BEGIN

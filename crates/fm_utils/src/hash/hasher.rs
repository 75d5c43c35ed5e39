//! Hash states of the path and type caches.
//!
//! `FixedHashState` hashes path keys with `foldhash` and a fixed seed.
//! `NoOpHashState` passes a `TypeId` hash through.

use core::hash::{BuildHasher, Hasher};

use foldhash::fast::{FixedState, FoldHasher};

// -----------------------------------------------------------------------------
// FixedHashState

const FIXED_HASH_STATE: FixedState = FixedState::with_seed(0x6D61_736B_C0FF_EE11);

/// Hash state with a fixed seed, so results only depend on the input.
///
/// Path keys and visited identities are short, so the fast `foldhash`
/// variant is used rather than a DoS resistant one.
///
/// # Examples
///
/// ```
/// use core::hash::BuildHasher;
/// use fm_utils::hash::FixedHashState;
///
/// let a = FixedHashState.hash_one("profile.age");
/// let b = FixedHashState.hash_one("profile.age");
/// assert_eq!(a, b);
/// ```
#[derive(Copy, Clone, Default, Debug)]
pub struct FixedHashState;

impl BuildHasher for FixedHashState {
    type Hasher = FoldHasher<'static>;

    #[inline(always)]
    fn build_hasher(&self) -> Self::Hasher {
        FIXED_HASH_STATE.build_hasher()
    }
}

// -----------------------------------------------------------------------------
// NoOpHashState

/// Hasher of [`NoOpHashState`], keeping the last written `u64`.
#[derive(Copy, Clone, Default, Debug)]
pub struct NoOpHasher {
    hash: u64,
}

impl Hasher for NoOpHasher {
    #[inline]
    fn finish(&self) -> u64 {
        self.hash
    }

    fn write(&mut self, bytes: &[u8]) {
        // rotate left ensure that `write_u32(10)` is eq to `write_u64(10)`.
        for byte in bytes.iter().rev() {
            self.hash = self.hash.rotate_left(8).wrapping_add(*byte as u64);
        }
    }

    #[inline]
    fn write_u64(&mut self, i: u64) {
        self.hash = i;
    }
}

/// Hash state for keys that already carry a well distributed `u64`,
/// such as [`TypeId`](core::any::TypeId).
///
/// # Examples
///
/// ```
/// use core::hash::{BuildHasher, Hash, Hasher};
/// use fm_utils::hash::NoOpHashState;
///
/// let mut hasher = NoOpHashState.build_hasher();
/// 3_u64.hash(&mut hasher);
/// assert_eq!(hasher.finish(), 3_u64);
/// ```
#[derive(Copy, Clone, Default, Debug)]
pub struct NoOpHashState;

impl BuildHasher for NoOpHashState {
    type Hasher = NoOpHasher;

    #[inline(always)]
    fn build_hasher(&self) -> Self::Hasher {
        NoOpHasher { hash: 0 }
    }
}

END
BEGIN

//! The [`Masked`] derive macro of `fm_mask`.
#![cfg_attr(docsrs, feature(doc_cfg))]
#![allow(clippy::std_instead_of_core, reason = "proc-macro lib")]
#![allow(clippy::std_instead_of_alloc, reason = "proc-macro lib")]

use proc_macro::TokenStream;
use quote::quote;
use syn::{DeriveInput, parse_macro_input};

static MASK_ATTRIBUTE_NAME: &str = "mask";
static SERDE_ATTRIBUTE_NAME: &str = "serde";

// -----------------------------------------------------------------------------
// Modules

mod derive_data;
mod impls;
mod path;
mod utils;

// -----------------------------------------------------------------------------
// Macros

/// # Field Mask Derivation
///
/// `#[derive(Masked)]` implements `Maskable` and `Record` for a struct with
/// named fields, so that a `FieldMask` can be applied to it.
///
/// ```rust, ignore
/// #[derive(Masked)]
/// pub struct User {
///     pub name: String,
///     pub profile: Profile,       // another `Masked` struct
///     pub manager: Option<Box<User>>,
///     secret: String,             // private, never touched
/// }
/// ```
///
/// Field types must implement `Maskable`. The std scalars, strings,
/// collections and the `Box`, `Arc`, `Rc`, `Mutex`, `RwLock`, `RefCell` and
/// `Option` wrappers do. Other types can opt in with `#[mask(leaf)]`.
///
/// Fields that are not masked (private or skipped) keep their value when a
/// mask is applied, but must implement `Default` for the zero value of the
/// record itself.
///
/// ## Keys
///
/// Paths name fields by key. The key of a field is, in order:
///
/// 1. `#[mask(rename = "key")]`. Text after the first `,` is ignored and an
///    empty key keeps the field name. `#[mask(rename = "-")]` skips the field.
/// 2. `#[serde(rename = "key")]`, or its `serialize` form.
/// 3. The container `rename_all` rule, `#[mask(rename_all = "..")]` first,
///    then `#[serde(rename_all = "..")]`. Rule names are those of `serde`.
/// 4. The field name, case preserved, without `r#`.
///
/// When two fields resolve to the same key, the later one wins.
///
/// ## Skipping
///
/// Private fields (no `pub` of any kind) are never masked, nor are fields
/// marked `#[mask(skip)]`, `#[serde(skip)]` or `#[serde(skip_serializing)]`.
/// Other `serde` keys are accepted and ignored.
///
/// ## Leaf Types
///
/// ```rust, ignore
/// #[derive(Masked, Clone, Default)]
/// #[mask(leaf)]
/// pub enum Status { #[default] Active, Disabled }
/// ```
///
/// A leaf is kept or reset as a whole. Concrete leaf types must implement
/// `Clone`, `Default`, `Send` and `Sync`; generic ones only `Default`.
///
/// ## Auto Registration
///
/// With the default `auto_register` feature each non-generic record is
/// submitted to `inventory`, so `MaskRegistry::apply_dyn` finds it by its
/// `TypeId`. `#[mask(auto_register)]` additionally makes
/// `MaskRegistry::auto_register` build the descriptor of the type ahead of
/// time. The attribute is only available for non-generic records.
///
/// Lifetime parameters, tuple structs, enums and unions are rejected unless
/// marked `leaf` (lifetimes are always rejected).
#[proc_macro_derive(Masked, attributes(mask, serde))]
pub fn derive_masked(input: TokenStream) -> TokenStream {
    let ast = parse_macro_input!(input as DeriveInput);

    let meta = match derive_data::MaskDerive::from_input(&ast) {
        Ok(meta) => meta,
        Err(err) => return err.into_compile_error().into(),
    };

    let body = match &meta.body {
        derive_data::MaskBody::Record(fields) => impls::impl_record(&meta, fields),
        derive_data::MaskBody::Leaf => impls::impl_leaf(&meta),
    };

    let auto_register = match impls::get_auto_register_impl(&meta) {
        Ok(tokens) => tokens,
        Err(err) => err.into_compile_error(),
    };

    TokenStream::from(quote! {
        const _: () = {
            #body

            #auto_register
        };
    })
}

END

What is required => Among the lines above, find those holding "fast" and copy each one.

Reply to the exercise =>
use foldhash::fast::{FixedState, FoldHasher};
/// Path keys and visited identities are short, so the fast `foldhash`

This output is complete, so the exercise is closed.